His "google test" is a wretched "106 of about 187".

But he died over sixty years ago; your mother probably never heard of him, and how many Web pages has she created, in case it happens she does remember who he was?

Bil Baird worked for him 5 years before going out on his own; he did the first balloons for the Macy's Day Parade; his cumulative audience at the 1933 Chicago World's Fair was 3 million; he's got a 1988 small-press bio (but spiral bound, i'm afraid, out of print, and about 2/3 of that is appendices). (And he's in the NYT crossword for yesterday (Saturday).) But there is no mention of even his last name in the article space.

If no one with an interest in puppets expands my stub, maybe i will. Here's enough to base the stub on, and then some:

Tony Sarg "Puppeteer Profile" by Karen Backes

--Jerzy (t) 02:35, 2005 Apr 10 (UTC)

Caution: the Madison Square Garden mentioned in the ext ref above is one of the first two, not either of the more recent uptown ones. --Jerzy (t) 05:56, 2005 Apr 10 (UTC)

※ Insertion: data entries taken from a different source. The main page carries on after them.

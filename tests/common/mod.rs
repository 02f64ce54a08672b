//! Shared fixtures for the engine tests.
//!
//! Every test gets its own temp directory, in-memory store and filesystem
//! destination. [`FaultyDestination`] wraps the filesystem destination and
//! [`FaultySource`] wraps the in-memory content to inject the failures the
//! worker has to survive.

#![allow(dead_code)]

use std::collections::{HashMap, HashSet};
use std::path::Path;
use std::pin::Pin;
use std::sync::atomic::{AtomicUsize, Ordering};
use std::sync::Arc;
use std::task::{ready, Context, Poll};
use std::time::Duration;

use async_trait::async_trait;
use parking_lot::Mutex;
use tempfile::TempDir;
use tokio::io::{AsyncRead, ReadBuf};
use tokio::sync::Notify;

use dataset_sync::blob::BoxedReader;
use dataset_sync::notify::MemoryNotifier;
use dataset_sync::storage::InMemoryStore;
use dataset_sync::streams::{ContentStream, MemoryStreamProvider, StreamProvider, Streams};
use dataset_sync::{
    Destination, FixedBackoff, FsDestination, FsDestinationOptions, Job, Node, NodeAction, NodeMap, OverWireUpload,
    Result, StreamParams, SyncConfig, SyncEngine, SyncError,
};

pub const PID: &str = "doi:10.5072/FK2/ABCDEF";
pub const PLUGIN: &str = "memory";
pub const TOKEN: &str = "token";
pub const USER: &str = "alice";

/// Injected failures; all off by default.
#[derive(Default)]
pub struct Faults {
    /// Register this many nodes per finalize call, then fail with `PartialFinalize`.
    pub finalize_after: Option<usize>,
    /// Fail every finalize call outright.
    pub finalize_error: bool,
    /// Node ids whose streamed write is refused.
    pub refuse_writes: HashSet<String>,
    /// Fail `check_permission`.
    pub unauthorized: bool,
}

/// Filesystem destination with injectable faults and call counters.
pub struct FaultyDestination {
    pub inner: FsDestination,
    pub faults: Mutex<Faults>,
    pub finalize_calls: AtomicUsize,
    pub query_calls: AtomicUsize,
}

impl FaultyDestination {
    pub fn new(inner: FsDestination) -> Self {
        Self {
            inner,
            faults: Mutex::new(Faults::default()),
            finalize_calls: AtomicUsize::new(0),
            query_calls: AtomicUsize::new(0),
        }
    }

    pub fn clear_faults(&self) {
        *self.faults.lock() = Faults::default();
    }
}

#[async_trait]
impl Destination for FaultyDestination {
    fn is_direct_upload(&self) -> bool {
        self.inner.is_direct_upload()
    }

    async fn check_permission(&self, token: &str, user: &str, persistent_id: &str) -> Result<()> {
        if self.faults.lock().unauthorized {
            return Err(SyncError::Unauthorized("no write access".into()));
        }
        self.inner.check_permission(token, user, persistent_id).await
    }

    async fn query(&self, persistent_id: &str, token: &str, user: &str) -> Result<NodeMap> {
        self.query_calls.fetch_add(1, Ordering::SeqCst);
        self.inner.query(persistent_id, token, user).await
    }

    async fn get_stream(&self, token: &str, user: &str, file_id: i64) -> Result<BoxedReader> {
        self.inner.get_stream(token, user, file_id).await
    }

    async fn write_over_wire(
        &self,
        dest_file_id: i64,
        node_id: &str,
        token: &str,
        user: &str,
        persistent_id: &str,
    ) -> Result<OverWireUpload> {
        if self.faults.lock().refuse_writes.contains(node_id) {
            return Err(SyncError::Destination(format!("write of {node_id} refused")));
        }
        self.inner
            .write_over_wire(dest_file_id, node_id, token, user, persistent_id)
            .await
    }

    async fn save_after_direct_upload(
        &self,
        replace: bool,
        token: &str,
        user: &str,
        persistent_id: &str,
        storage_identifiers: &[String],
        nodes: &[Node],
    ) -> Result<()> {
        self.finalize_calls.fetch_add(1, Ordering::SeqCst);
        let (finalize_after, finalize_error) = {
            let faults = self.faults.lock();
            (faults.finalize_after, faults.finalize_error)
        };
        if finalize_error {
            return Err(SyncError::Destination("finalize unavailable".into()));
        }
        match finalize_after {
            Some(n) if n < nodes.len() => {
                self.inner
                    .save_after_direct_upload(replace, token, user, persistent_id, &storage_identifiers[..n], &nodes[..n])
                    .await?;
                Err(SyncError::PartialFinalize {
                    confirmed: nodes[..n].iter().map(|n| n.id.clone()).collect(),
                    reason: "connection reset".into(),
                })
            }
            _ => {
                self.inner
                    .save_after_direct_upload(replace, token, user, persistent_id, storage_identifiers, nodes)
                    .await
            }
        }
    }

    async fn delete_file(&self, token: &str, user: &str, file_id: i64) -> Result<()> {
        self.inner.delete_file(token, user, file_id).await
    }

    async fn get_user_email(&self, token: &str, user: &str) -> Result<String> {
        self.inner.get_user_email(token, user).await
    }

    fn get_repo_url(&self, persistent_id: &str, draft: bool) -> String {
        self.inner.get_repo_url(persistent_id, draft)
    }
}

/// Source-side failures; all off by default.
#[derive(Default)]
pub struct SourceFaults {
    /// Node id → bytes served before the read fails.
    pub break_after: Mutex<HashMap<String, usize>>,
    /// Opening the Nth stream of the run (1-based) waits for `release`.
    pub hold_open: Mutex<Option<usize>>,
    pub opened: AtomicUsize,
    /// Signalled when the held stream is reached.
    pub held: Notify,
    pub release: Notify,
}

/// In-memory content with injectable source failures.
pub struct FaultySource {
    pub inner: MemoryStreamProvider,
    pub faults: Arc<SourceFaults>,
}

#[async_trait]
impl StreamProvider for FaultySource {
    async fn streams(&self, nodes: &NodeMap, params: &StreamParams) -> Result<Streams> {
        let mut streams = self.inner.streams(nodes, params).await?;
        for (id, inner) in std::mem::take(&mut streams.streams) {
            let stream = FaultyStream {
                id: id.clone(),
                inner,
                faults: self.faults.clone(),
            };
            streams.streams.insert(id, Box::new(stream));
        }
        Ok(streams)
    }
}

struct FaultyStream {
    id: String,
    inner: Box<dyn ContentStream>,
    faults: Arc<SourceFaults>,
}

#[async_trait]
impl ContentStream for FaultyStream {
    async fn open(&mut self) -> Result<BoxedReader> {
        let nth = self.faults.opened.fetch_add(1, Ordering::SeqCst) + 1;
        let hold = *self.faults.hold_open.lock() == Some(nth);
        if hold {
            self.faults.held.notify_one();
            self.faults.release.notified().await;
        }
        let reader = self.inner.open().await?;
        let limit = self.faults.break_after.lock().get(&self.id).copied();
        Ok(match limit {
            Some(remaining) => Box::new(BrokenReader { inner: reader, remaining }) as BoxedReader,
            None => reader,
        })
    }
}

/// Serves `remaining` bytes, then fails like a dropped connection.
struct BrokenReader {
    inner: BoxedReader,
    remaining: usize,
}

impl AsyncRead for BrokenReader {
    fn poll_read(mut self: Pin<&mut Self>, cx: &mut Context<'_>, buf: &mut ReadBuf<'_>) -> Poll<std::io::Result<()>> {
        if self.remaining == 0 {
            return Poll::Ready(Err(std::io::Error::new(
                std::io::ErrorKind::ConnectionReset,
                "source connection reset",
            )));
        }
        let mut chunk = vec![0u8; self.remaining.min(buf.remaining())];
        let mut limited = ReadBuf::new(&mut chunk);
        ready!(Pin::new(&mut self.inner).poll_read(cx, &mut limited))?;
        let filled = limited.filled();
        buf.put_slice(filled);
        self.remaining -= filled.len();
        Poll::Ready(Ok(()))
    }
}

/// Regular files anywhere under `dir`; 0 when it does not exist.
pub fn files_under(dir: &Path) -> usize {
    let Ok(entries) = std::fs::read_dir(dir) else {
        return 0;
    };
    entries
        .flatten()
        .map(|entry| {
            let path = entry.path();
            if path.is_dir() {
                files_under(&path)
            } else {
                1
            }
        })
        .sum()
}

/// Engine plus handles on everything it was built from.
pub struct Harness {
    pub engine: Arc<SyncEngine>,
    pub store: Arc<InMemoryStore>,
    pub destination: Arc<FaultyDestination>,
    pub content: MemoryStreamProvider,
    pub source_faults: Arc<SourceFaults>,
    pub notifier: Arc<MemoryNotifier>,
    pub dir: TempDir,
}

/// Config with fast timers for tests.
pub fn test_config(dir: &TempDir) -> SyncConfig {
    let mut config = SyncConfig {
        tombstone_cleanup_delay_secs: 0,
        poll_interval_ms: 10,
        worker_stagger_max_ms: 0,
        max_errors: 5,
        workspace_root: dir.path().join("workspace").display().to_string(),
        ..Default::default()
    };
    config.storage.path_to_files_dir = Some(dir.path().join("files").display().to_string());
    config
}

pub async fn harness(direct_upload: bool) -> Harness {
    harness_with(direct_upload, |_| {}).await
}

pub async fn harness_with(direct_upload: bool, tweak: impl FnOnce(&mut SyncConfig)) -> Harness {
    let dir = tempfile::tempdir().unwrap();
    let mut config = test_config(&dir);
    tweak(&mut config);

    let fs = FsDestination::open(
        dir.path().join("dest"),
        FsDestinationOptions {
            direct_upload,
            token: Some(TOKEN.to_string()),
            ..Default::default()
        },
    )
    .await
    .unwrap();
    let destination = Arc::new(FaultyDestination::new(fs));
    let store = Arc::new(InMemoryStore::new());
    let content = MemoryStreamProvider::new();
    let source_faults = Arc::new(SourceFaults::default());
    let source = FaultySource {
        inner: content.clone(),
        faults: source_faults.clone(),
    };
    let notifier = Arc::new(MemoryNotifier::new());

    let engine = SyncEngine::builder(config)
        .store(store.clone())
        .destination(destination.clone())
        .plugin(PLUGIN, Arc::new(source))
        .notifier(notifier.clone())
        .backoff(Arc::new(FixedBackoff(Duration::ZERO)))
        .build()
        .unwrap();

    Harness {
        engine: Arc::new(engine),
        store,
        destination,
        content,
        source_faults,
        notifier,
        dir,
    }
}

/// Hex MD5 of `data`.
pub fn md5_hex(data: &[u8]) -> String {
    use md5::{Digest, Md5};
    hex::encode(Md5::digest(data))
}

pub fn sha1_hex(data: &[u8]) -> String {
    use sha1::{Digest, Sha1};
    hex::encode(Sha1::digest(data))
}

/// A copy node whose source reports `content` hashed with SHA-1.
pub fn copy_node(id: &str, content: &[u8]) -> Node {
    Node::file(id)
        .with_action(NodeAction::Copy)
        .with_remote(sha1_hex(content), "SHA-1")
        .with_remote_size(content.len() as i64)
}

/// Write job over `nodes`, authenticated as the test user.
pub fn write_job(nodes: impl IntoIterator<Item = Node>) -> Job {
    let nodes: NodeMap = nodes.into_iter().map(|n| (n.id.clone(), n)).collect();
    let mut job = Job::new(PID, PLUGIN, nodes);
    job.dataverse_key = TOKEN.to_string();
    job.user = USER.to_string();
    job
}

impl Harness {
    /// Register source content and return the node that copies it.
    pub fn source(&self, id: &str, content: &[u8]) -> Node {
        self.content.insert(id, content.to_vec());
        copy_node(id, content)
    }

    /// Source listing as a compare input.
    pub fn source_map(&self, files: &[(&str, &[u8])]) -> NodeMap {
        files
            .iter()
            .map(|(id, content)| {
                self.content.insert(*id, content.to_vec());
                (id.to_string(), copy_node(id, content))
            })
            .collect()
    }

    pub async fn listing(&self) -> NodeMap {
        self.destination.inner.query(PID, TOKEN, USER).await.unwrap()
    }

    /// Enqueue and work the job until the queue is empty.
    pub async fn run(&self, mut job: Job) {
        self.engine.add_job(&mut job).await.unwrap();
        while self.engine.process_one("").await.unwrap().is_some() {}
    }
}

impl Harness {
    /// Put `content` in the destination without going through a job.
    pub async fn seed(&self, id: &str, content: &[u8]) {
        use tokio::io::AsyncWriteExt;
        let mut upload = self
            .destination
            .inner
            .write_over_wire(0, id, TOKEN, USER, PID)
            .await
            .unwrap();
        upload.writer.write_all(content).await.unwrap();
        upload.writer.shutdown().await.unwrap();
        upload.finish().await.unwrap();
    }

    /// Streamed content stored by the destination.
    pub fn destination_blobs(&self) -> usize {
        files_under(&self.dir.path().join("dest").join(".blobs"))
    }

    /// Direct-upload blobs of the test dataset.
    pub fn storage_blobs(&self) -> usize {
        files_under(&self.dir.path().join("files"))
    }
}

I am new to Wikipedia and I don't know if I am doing this properly; I welcome any coaching. The Nantucket Historical Association has a small but wonderful collection, much of which is available online in facsimile. Tony Sarg was a summer resident of that island for many years and is represented in the NHA online collection with a variety of work; writing, drawings, paintings, designs and objects. They are all documented and dated, often with commentary. Anyone who wants to know more about this fascinating, if minor, artist would find much that is interesting there. Would a link to that site be appropriate? http://www.nha.org/

Also, there is a direct link to a long article originally published in Historic Nantucket magazine, vol. 53, no. 4 (Fall 2004) which includes more biographical information and the text of a long letter, complete with illustrations, written in 1906 by Mr. Sarg to his future wife, Bertha McGowan. That link is http://www.nha.org/history/hn/HNsarg.htm

In many ways he was the Jim Henson or Dr. Suess of his day, although without as much economic success!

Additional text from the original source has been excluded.